Die Bestimmungen gelten für Einreisende aus Tschechien und aus Tirol. Nicht betroffen ist Osttirol, das zwar zum Bundesland Tirol gehört, mit diesem aber nicht direkt verbunden ist. Ausnahmen gelten auch für die Tiroler Gemeinde Jungholz und das Rißtal, die beide nur von Deutschland aus zu erreichen sind.
Polizei sieht sich nicht gerüstet für Kontrollen
Derweil bemängelte die Gewerkschaft der Polizei (GdP) die Ausrüstung der Bundespolizei. "Die technische Ausstattung der Bundespolizei lässt zu wünschen übrig. Es mangelt an Containerbüros, Toilettenwagen und großen Zelten, um die Kontrollen durchführen zu können", sagte der Vorsitzende des GdP-Bezirks Bundespolizei, Andreas Roßkopf, der "Rheinischen Post".
Auch personell sei die Bundespolizei für die Grenzkontrollen nicht gut genug aufgestellt. Es bestehe das Risiko, dass Ortskundige über Feld- und Waldwege die Kontrollen umgehen werden. Um das zu unterbinden, brauche es mehr Einsatzkräfte: "Ich rechne mit einem Mehraufwand von mehreren Hundertschaften aus der Bereitschaftspolizei, die dauerhaft im Einsatz sein werden", sagte Roßkopf.
Spediteure und Autobranche warnen vor Folgen
Mit Blick auf die verschärften Maßnahmen hatten zuvor bereits deutsche Spediteure und die Autobranche vor Lieferengpässen und Produktionsausfall gewarnt. Die zuständigen Verbände schlugen vor, Selbstschnelltests von Lkw-Fahrern auch ohne ärztliches Attest zu akzeptieren, bis ausreichende Testkapazitäten an den Grenzen zur Verfügung stünden.

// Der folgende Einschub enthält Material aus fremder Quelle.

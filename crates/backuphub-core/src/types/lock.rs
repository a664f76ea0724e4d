//! Names of cluster-wide exclusive locks.

use std::fmt;
use std::str::FromStr;

use serde::{Deserialize, Serialize};

use crate::error::AppError;

/// PostgreSQL advisory-lock namespace (the first key) shared by every
/// BackupHub lock.
pub const ADVISORY_LOCK_NAMESPACE: i32 = 0x4248_5542;

/// A named, cluster-wide exclusive resource.
///
/// Each variant maps to one advisory-lock key in the shared store.
#[derive(Debug, Clone, Copy, PartialEq, Eq, Hash, Serialize, Deserialize)]
pub enum DatabaseLock {
    /// Held by the single instance responsible for scheduling backups.
    BackupDatabase,
}

impl DatabaseLock {
    /// All known locks.
    pub const ALL: [DatabaseLock; 1] = [DatabaseLock::BackupDatabase];

    /// Display name, accepted case-insensitively by `FromStr`.
    pub fn as_str(&self) -> &'static str {
        match self {
            Self::BackupDatabase => "BackupDatabase",
        }
    }

    /// Second advisory-lock key, under [`ADVISORY_LOCK_NAMESPACE`].
    pub fn advisory_key(&self) -> i32 {
        match self {
            Self::BackupDatabase => 1,
        }
    }

    /// Reverse of [`advisory_key`](Self::advisory_key).
    pub fn from_advisory_key(key: i32) -> Option<Self> {
        Self::ALL.into_iter().find(|lock| lock.advisory_key() == key)
    }
}

impl fmt::Display for DatabaseLock {
    fn fmt(&self, f: &mut fmt::Formatter<'_>) -> fmt::Result {
        f.write_str(self.as_str())
    }
}

impl FromStr for DatabaseLock {
    type Err = AppError;

    fn from_str(s: &str) -> Result<Self, Self::Err> {
        Self::ALL
            .into_iter()
            .find(|lock| lock.as_str().eq_ignore_ascii_case(s))
            .ok_or_else(|| AppError::not_found(format!("Unknown lock '{s}'")))
    }
}
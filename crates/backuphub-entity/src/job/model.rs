//! Job entity model.

use chrono::{DateTime, Utc};
use serde::{Deserialize, Serialize};
use sqlx::FromRow;
use uuid::Uuid;

use backuphub_core::types::JobName;

use super::state::JobState;

/// A queued background job.
#[derive(Debug, Clone, Serialize, Deserialize, FromRow)]
pub struct Job {
    /// Unique job identifier.
    pub id: Uuid,
    /// Job type identifier (e.g., `"backup_database"`).
    pub job_type: String,
    /// Queue name.
    pub queue: String,
    /// Job-specific payload (JSON).
    pub payload: serde_json::Value,
    /// Current lifecycle state.
    pub state: JobState,
    /// Number of execution attempts so far.
    pub attempts: i32,
    /// Maximum allowed attempts.
    pub max_attempts: i32,
    /// Error message of the last failed attempt.
    pub error_message: Option<String>,
    /// Worker ID that claimed the job.
    pub worker_id: Option<String>,
    /// When the current attempt started.
    pub started_at: Option<DateTime<Utc>>,
    /// When the job reached a terminal state.
    pub completed_at: Option<DateTime<Utc>>,
    /// When the job was created.
    pub created_at: DateTime<Utc>,
    /// When the job was last updated.
    pub updated_at: DateTime<Utc>,
}

impl Job {
    /// Whether another attempt is allowed after the current one fails.
    pub fn has_attempts_left(&self) -> bool {
        self.attempts < self.max_attempts
    }
}

/// Data required to create a new job.
#[derive(Debug, Clone, Serialize, Deserialize)]
pub struct CreateJob {
    /// Job type identifier.
    pub job_type: String,
    /// Queue name.
    pub queue: String,
    /// Job-specific payload.
    pub payload: serde_json::Value,
    /// Maximum attempts.
    pub max_attempts: i32,
}

impl CreateJob {
    /// Creation data for a known job type with an empty payload.
    pub fn for_job(name: JobName, max_attempts: i32) -> Self {
        Self {
            job_type: name.as_str().to_string(),
            queue: name.queue().to_string(),
            payload: serde_json::json!({}),
            max_attempts: max_attempts.max(1),
        }
    }
}
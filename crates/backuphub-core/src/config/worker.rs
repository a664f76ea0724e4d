//! Background worker configuration.

use serde::{Deserialize, Serialize};

/// Background job worker configuration.
#[derive(Debug, Clone, Serialize, Deserialize)]
pub struct WorkerConfig {
    /// Whether the worker is enabled.
    #[serde(default = "default_true")]
    pub enabled: bool,
    /// Number of concurrent job processing tasks.
    #[serde(default = "default_concurrency")]
    pub concurrency: usize,
    /// Interval in seconds between job queue polls.
    #[serde(default = "default_poll_interval")]
    pub poll_interval_seconds: u64,
    /// Queues to poll, in priority order.
    #[serde(default = "default_queues")]
    pub queues: Vec<String>,
}

impl Default for WorkerConfig {
    fn default() -> Self {
        Self {
            enabled: default_true(),
            concurrency: default_concurrency(),
            poll_interval_seconds: default_poll_interval(),
            queues: default_queues(),
        }
    }
}

fn default_true() -> bool {
    true
}

fn default_concurrency() -> usize {
    1
}

fn default_poll_interval() -> u64 {
    5
}

fn default_queues() -> Vec<String> {
    vec!["backup".to_string(), "default".to_string()]
}
//! # backuphub-service
//!
//! Service layer for BackupHub. The backup service decides, once per
//! process, whether this instance schedules database dumps; the config
//! service owns the dynamic system configuration and fans changes out to
//! registered listeners.
//!
//! Services follow constructor injection: every collaborator is handed in
//! as an `Arc` to a trait object from `backuphub-core`.

pub mod backup;
pub mod config;

pub use backup::{BACKUP_DATABASE_CRON, BackupRole, BackupService};
pub use config::{ConfigService, FileConfigProvider};
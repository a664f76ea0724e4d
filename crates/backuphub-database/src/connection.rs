//! PostgreSQL connection pool management.

use std::time::Duration;

use sqlx::postgres::{PgPool, PgPoolOptions};
use tracing::info;

use backuphub_core::config::DatabaseConfig;
use backuphub_core::error::{AppError, ErrorKind};

/// Wrapper around the sqlx PostgreSQL connection pool.
#[derive(Debug, Clone)]
pub struct DatabasePool {
    /// The underlying sqlx connection pool.
    pool: PgPool,
}

impl DatabasePool {
    /// Create a new database pool from configuration.
    pub async fn connect(config: &DatabaseConfig) -> Result<Self, AppError> {
        let url = config.connection_url();
        info!(
            url = %mask_password(&url),
            max_connections = config.max_connections,
            min_connections = config.min_connections,
            "Connecting to PostgreSQL"
        );

        let pool = PgPoolOptions::new()
            .max_connections(config.max_connections)
            .min_connections(config.min_connections)
            .acquire_timeout(Duration::from_secs(config.connect_timeout_seconds))
            .idle_timeout(Duration::from_secs(config.idle_timeout_seconds))
            .connect(&url)
            .await
            .map_err(|e| {
                AppError::with_source(
                    ErrorKind::Database,
                    format!("Failed to connect to database: {e}"),
                    e,
                )
            })?;

        info!("Successfully connected to PostgreSQL");
        Ok(Self { pool })
    }

    /// Return a reference to the underlying sqlx pool.
    pub fn pool(&self) -> &PgPool {
        &self.pool
    }

    /// Return the underlying sqlx pool (consuming self).
    pub fn into_pool(self) -> PgPool {
        self.pool
    }

    /// Check database connectivity.
    pub async fn health_check(&self) -> Result<bool, AppError> {
        sqlx::query_scalar::<_, i32>("SELECT 1")
            .fetch_one(&self.pool)
            .await
            .map(|v| v == 1)
            .map_err(|e| AppError::with_source(ErrorKind::Database, "Health check failed", e))
    }

    /// Close all connections in the pool.
    pub async fn close(&self) {
        self.pool.close().await;
        info!("Database pool closed");
    }
}

/// Mask the password portion of a database URL for safe logging.
fn mask_password(url: &str) -> String {
    if let Some(at_pos) = url.rfind('@') {
        let scheme_end = url.find("://").map(|p| p + 3).unwrap_or(0);
        if let Some(colon_pos) = url[..at_pos].rfind(':') {
            if colon_pos > scheme_end {
                return format!("{}:****@{}", &url[..colon_pos], &url[at_pos + 1..]);
            }
        }
    }
    url.to_string()
}
//! Dynamic system configuration services.

pub mod loader;
pub mod service;

pub use loader::FileConfigProvider;
pub use service::ConfigService;
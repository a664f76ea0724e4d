//! BackupHub CLI entry point.

use clap::Parser;
use tracing_subscriber::EnvFilter;

mod commands;
mod output;

use commands::Cli;

#[tokio::main]
async fn main() {
    tracing_subscriber::fmt()
        .with_env_filter(
            EnvFilter::try_from_default_env().unwrap_or_else(|_| EnvFilter::new("warn")),
        )
        .init();

    let cli = Cli::parse();

    if let Err(e) = cli.execute().await {
        eprintln!("Error: {}", e);
        std::process::exit(1);
    }
}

Die Politik debattierte über die richtigen Maßnahmen an den Grenzen. Bayerns Ministerpräsident Markus Söder hält die Grenzkontrollen zu Tschechien und Tirol für unverzichtbar. In der Pandemie müsse die Sicherheit oben stehen, sagte er in seiner Regierungserklärung im bayerischen Landtag. Für die vielen Berufspendler über die Grenzen kündigte er eine "praxisnahe Lösungen" an.
Auch Saarland und BaWü erwägen Kontrollen
Auch der saarländische Ministerpräsident Tobias Hans schloss erneute Kontrollen an den Grenzen zu Frankreich oder Luxemburg nicht aus. "Wenn es krasse Unterschiede gibt zwischen den Inzidenzen, dann wird uns nichts anderes übrig bleiben", sagte er dem Sender RTL/ntv. Der baden-württembergische Ministerpräsident Winfried Kretschmann sagte ebenfalls, dass im Extremfall Grenzschließungen drohen könnten, wenn sich die Virusvarianten in den Nachbarländern immer stärker ausbreiteten.
Die Bundesregierung stufte das EU-Land Slowakei am Freitag ebenfalls als Gebiet mit besonders gefährlichen Virusmutationen ein. Das heißt, dass Fluggesellschaften sowie Bus- und Bahnunternehmen keine Passagiere mehr aus der Slowakei nach Deutschland befördern dürfen. Ausgenommen davon sind deutsche Staatsbürger und in Deutschland lebende Ausländer.